L’assistant retourne auprès de la patiente. Dans une tentative de la raisonner, il lui explique gentiment que le chirurgien est terriblement occupé.

« Je vous en prie, dites-lui que je ne peux pas entrer dans la salle d’opération avant qu’il ne soit venu me parler », répond-elle.

L’assistant retourne voir le chirurgien. Celui-ci est en train de se brosser les mains et les bras en vue de la chirurgie de la vieille femme. L’assistant lui explique qu’elle ne viendra pas avant qu’il…

Le chirurgien se renfrogne, prononce à voix forte des mots choisis, et franchit la porte de la salle d’attente d’un pas lourd. Cette patiente, il va lui apprendre à vivre !

Avant même qu’il n’ait le temps de prononcer un mot, la femme se lève de sa chaise et le rejoint au milieu de la pièce, les mains tendues comme une mère saluerait un fils chéri.

« Docteur, commence-t-elle, pourriez-vous prier avec moi avant de m’opérer ? »

Cet homme est un chirurgien, pas un pasteur ! Ça fait des années qu’il n’a pas prié. Pas même pour lui. Pris complètement au dépourvu, il s’évertue à trouver une prière digne de ce nom. « Maintenant, je me couche pour dormir » lui vient à l’esprit. Mais non, c’est pas ça ! se dit-il tout de suite. Puis il entend le doux écho d’un instituteur de l’école primaire disant le « Notre Père » au début de la classe.

Il laisse la dame étreindre ses mains, puis ferme les yeux, comme s’il espérait lire les mots de la prière à l’intérieur de ses paupières.

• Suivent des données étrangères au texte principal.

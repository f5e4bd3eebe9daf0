//! Core configuration and error types shared by the whole sidecar.

#![warn(missing_docs)]

pub mod config;
pub mod error;

// Re-export commonly used types
pub use config::{
    AdjusterConfig, AdjusterSettings, AdjustmentMode, Config, ConfigBuilder, FallbackScope,
    GcConfig, LogLevel, LoggingConfig, PipelineConfig,
};
pub use error::{Result, SidecarError};
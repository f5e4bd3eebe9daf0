//! End-to-end adjustment scenarios across consecutive scrapes.

mod common;

use common::{hours_ago, t, wall, TestScrape, HOUR, INSTANCE, JOB};
use pretty_assertions::assert_eq;
use prom_sidecar::adjuster::Adjuster;
use prom_sidecar::core::{AdjustmentMode, ConfigBuilder, FallbackScope};
use prom_sidecar::metrics::{
    AdjustedBatch, AdjustmentOutcome, LabelSet, MetricKind, SamplePayload, ScrapeBatch,
    ScrapedMetric, ScrapedSample, Timestamp,
};
use std::time::Duration;

fn initial_point() -> Adjuster {
    let config = ConfigBuilder::new()
        .mode(AdjustmentMode::InitialPoint)
        .build()
        .unwrap();
    Adjuster::from_config(&config).unwrap()
}

fn start_time_metric() -> Adjuster {
    Adjuster::from_config(&ConfigBuilder::new().build().unwrap()).unwrap()
}

fn start_of(batch: &AdjustedBatch, name: &str) -> Timestamp {
    batch
        .points_named(name)
        .next()
        .unwrap_or_else(|| panic!("Expected a point for {}", name))
        .start_timestamp
}

fn after(ts: Timestamp, hours: u64) -> Timestamp {
    ts.saturating_add(Duration::from_secs(hours * HOUR))
}

#[test]
fn test_initial_point_sum_with_reset() {
    let adjuster = initial_point();
    let t1 = t(126);
    let t2 = after(t1, 1);
    let t3 = after(t2, 1);
    let t4 = after(t3, 1);

    let mut starts = Vec::new();
    for (ts, value) in [(t1, 44.0), (t2, 66.0), (t3, 55.0), (t4, 72.0)] {
        let out = adjuster.adjust_at(&TestScrape::at(ts).counter("test_sum", value).build(), wall(ts));
        starts.push(start_of(&out, "test_sum"));
    }

    assert_eq!(starts, vec![t1, t1, t3, t3]);
}

#[test]
fn test_fallback_start_time_for_consecutive_scrapes() {
    let mock = hours_ago(10);
    let adjuster = start_time_metric().with_fallback_start_time(mock);
    let t1 = Timestamp::from_system_time(hours_ago(2));
    let t2 = after(t1, 1);

    let first = adjuster.adjust_at(&TestScrape::at(t1).counter("test_sum", 10.0).build(), wall(t1));
    let second = adjuster.adjust_at(&TestScrape::at(t2).counter("test_sum", 20.0).build(), wall(t2));

    let expected = Timestamp::from_system_time(mock);
    assert_eq!(start_of(&first, "test_sum"), expected);
    assert_eq!(start_of(&second, "test_sum"), expected);
    assert_eq!(second.report.resolved_start, Some(expected));
}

« Notre Père », commence-t-il, n’ayant aucune idée des mots suivants ni de ceux que cette vieille femme pourrait trouver significatifs.

« Qui es aux cieux… »

De sa voix forte et amicale, la patiente prend le relais, comme si elle parlait à un ami intime. Et lui, il trébuche, essayant de faire correspondre ses mots aux siens.

« Que ton nom… »

Il balbutie, ne pensant pas aux mots, mais impressionné par la détermination de cette femme qui l’a poussé à faire quelque chose qu’il n’avait pas fait depuis des lunes. Il prie ! Il parle à Dieu ! Il lui demande son aide et promet de l’écouter, d’être aimable, de pardonner, et d’aimer.

La vieille dame termine. Elle peut maintenant franchir la grande porte en bois. « O. K. Je peux venir maintenant. Merci, Docteur, d’être ce que vous êtes : un grand chirurgien. »


Dick Duerksen, pasteur et conteur, habite à Portland, en Oregon, aux États-Unis.